By October 7, 2015July 25th, 2020Financial planning

Know your rights – the NCR tells credit providers to pull up their socks

October 7, 2015

If you’re a South African, chances are you’ve got credit with one of the many banks and other providers offering anything from loans to credit cards, furniture and store credit. This also means you may have found yourself in hot water, trying to pay back money you’ve spent which you couldn’t afford.

Indeed, when it comes to financial literacy, saving and dealing with budgets, South Africans really aren’t that clued up. A report by the World Bank found that South Africans were the biggest borrowers in the world in 2014. This is a worrying trend if you have family in South Africa, or it may even be that you struggle with debt yourself. Unfortunately, even those of us who are more clued up about money can find ourselves in over our heads with debt.

According to psychology today, people find the process of buying on credit less painful than handing over cash for payments. An even greater red flag is the fact that consumers may associate high credit limits with future earning potential and these limits make purchases seem small in comparison; something which is quite alarming.

Lucky for us, the National Credit Regulator (NCR) is aware of South Africans’ trouble with debt, and has told credit providers to pull up the proverbial socks and determine whether customers can, indeed, afford their monthly debt repayments.

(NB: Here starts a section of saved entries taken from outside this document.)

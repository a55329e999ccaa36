//! Dispatcher - 投入口と管理用インターフェース
//!
//! Request-handling code calls [`Dispatcher::submit`]; admin endpoints call
//! `start` / `stop` / `clear` / `status`.
//!
//! Two explicit modes:
//! - [`DispatchMode::Queued`]: the task goes on the queue and `submit` returns
//!   without waiting on delivery. If the processor is not running and
//!   `fallback_when_stopped` is set, the task is delivered inline instead.
//! - [`DispatchMode::Direct`]: every submission is delivered inline, once.
//!
//! The returned [`Submission`] always says which path was taken.

use std::sync::Arc;

use serde::{Deserialize, Serialize};

use super::processor::{Processor, StartOutcome, StopOutcome};
use super::status::ProcessorStatus;
use super::worker_loop::WorkerContext;
use crate::domain::{DeliveryError, Task, TaskId};
use crate::observability::DeliveryCounts;
use crate::ports::{DispatchEvent, IdGenerator};
use crate::queue::{DispatchQueue, EnqueueRejected, QueueError, TaskStatus};

#[derive(Debug, Clone, Copy, PartialEq, Eq, Serialize, Deserialize)]
#[serde(rename_all = "snake_case")]
pub enum DispatchMode {
    Queued,
    Direct,
}

/// Result of a submission.
#[derive(Debug)]
pub enum Submission {
    /// On the queue; delivery happens in the background.
    Queued(TaskId),
    /// The queue refused the task.
    Rejected(EnqueueRejected),
    /// Delivered inline.
    Delivered(Task),
    /// Inline delivery failed. Inline delivery is not retried.
    DeliveryFailed { task: Task, error: DeliveryError },
}

impl Submission {
    /// Queued or delivered.
    pub fn is_accepted(&self) -> bool {
        matches!(self, Submission::Queued(_) | Submission::Delivered(_))
    }

    pub fn is_inline(&self) -> bool {
        matches!(
            self,
            Submission::Delivered(_) | Submission::DeliveryFailed { .. }
        )
    }

    pub fn task_id(&self) -> Option<&TaskId> {
        match self {
            Submission::Queued(id) => Some(id),
            Submission::Rejected(rejected) => rejected.task.id(),
            Submission::Delivered(task) | Submission::DeliveryFailed { task, .. } => task.id(),
        }
    }
}

pub struct Dispatcher {
    ctx: Arc<WorkerContext>,
    processor: Processor,
    mode: DispatchMode,
    fallback_when_stopped: bool,
    id_generator: Arc<dyn IdGenerator>,
}

impl Dispatcher {
    pub(crate) fn from_parts(
        ctx: Arc<WorkerContext>,
        processor: Processor,
        mode: DispatchMode,
        fallback_when_stopped: bool,
        id_generator: Arc<dyn IdGenerator>,
    ) -> Self {
        Self {
            ctx,
            processor,
            mode,
            fallback_when_stopped,
            id_generator,
        }
    }

    pub fn mode(&self) -> DispatchMode {
        self.mode
    }

    pub fn queue(&self) -> &Arc<dyn DispatchQueue> {
        &self.ctx.queue
    }

    pub fn processor(&self) -> &Processor {
        &self.processor
    }

    /// Submit according to the configured mode.
    pub async fn submit(&self, task: Task) -> Submission {
        match self.mode {
            DispatchMode::Direct => self.deliver_now(task).await,
            DispatchMode::Queued => {
                if self.fallback_when_stopped && !self.processor.is_running() {
                    tracing::warn!(
                        task_id = task.log_id(),
                        "processor is not running, delivering inline"
                    );
                    self.deliver_now(task).await
                } else {
                    self.submit_queued(task)
                }
            }
        }
    }

    /// Put the task on the queue. Never waits, whatever the mode.
    pub fn submit_queued(&self, task: Task) -> Submission {
        match self.ctx.queue.enqueue(task) {
            Ok(task_id) => {
                self.ctx.stats.record_enqueued();
                Submission::Queued(task_id)
            }
            Err(rejected) => {
                self.ctx.stats.record_rejected();
                Submission::Rejected(rejected)
            }
        }
    }

    /// Deliver inline, one attempt, and wait for the result.
    /// Only Pending tasks are accepted, the same as for the queue.
    pub async fn deliver_now(&self, mut task: Task) -> Submission {
        if task.status() != TaskStatus::Pending {
            self.ctx.stats.record_rejected();
            let error = QueueError::NotEnqueueable {
                status: task.status(),
            };
            tracing::warn!(task_id = task.log_id(), %error, "refusing inline delivery");
            return Submission::Rejected(EnqueueRejected { error, task });
        }
        task.assign_id_if_missing(|| self.id_generator.generate_task_id());
        match self.ctx.deliver_once(task).await {
            Ok(task) => Submission::Delivered(task),
            Err((task, error)) => Submission::DeliveryFailed { task, error },
        }
    }

    pub fn start(&self) -> StartOutcome {
        self.processor.start()
    }

    pub async fn stop(&self) -> StopOutcome {
        self.processor.stop().await
    }

    /// Drop all pending tasks. In-flight deliveries are not affected.
    pub fn clear(&self) -> usize {
        let count = self.ctx.queue.clear();
        self.ctx.emit(DispatchEvent::Cleared { count });
        count
    }

    pub fn counts(&self) -> DeliveryCounts {
        self.ctx.stats.snapshot()
    }

    pub fn status(&self) -> ProcessorStatus {
        ProcessorStatus::new(
            self.processor.run_state(),
            self.mode,
            self.processor.workers(),
            self.ctx.queue.len(),
            self.ctx.queue.capacity_hint(),
            self.counts(),
        )
    }
}
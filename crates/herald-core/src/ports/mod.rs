//! Ports - 抽象化レイヤー
//!
//! 各 trait は外部の協力者（時刻、ID、配送トランスポート、イベント記録）への
//! インターフェースを提供し、実装の詳細を隠蔽します。

pub mod clock;
pub mod deliverer;
pub mod event_sink;
pub mod id_generator;
pub mod mailer;

pub use self::clock::{Clock, FixedClock, SystemClock};
pub use self::deliverer::Deliverer;
pub use self::event_sink::{DispatchEvent, EventSink, NoopEventSink};
pub use self::id_generator::{IdGenerator, UlidGenerator};
pub use self::mailer::{Mailer, OutboundMessage};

Legislation to protect the South African consumer

Essentially the new regulations will force credit providers to request customer documents such as recent payslips or bank statements as well as detailed reports from the credit bureaux before credit can be granted.

And getting around affordability regulations will take more effort than simply ticking or unticking a box or two. The NCR has also stipulated set minimum necessary living expenses which must be included in affordability calculations.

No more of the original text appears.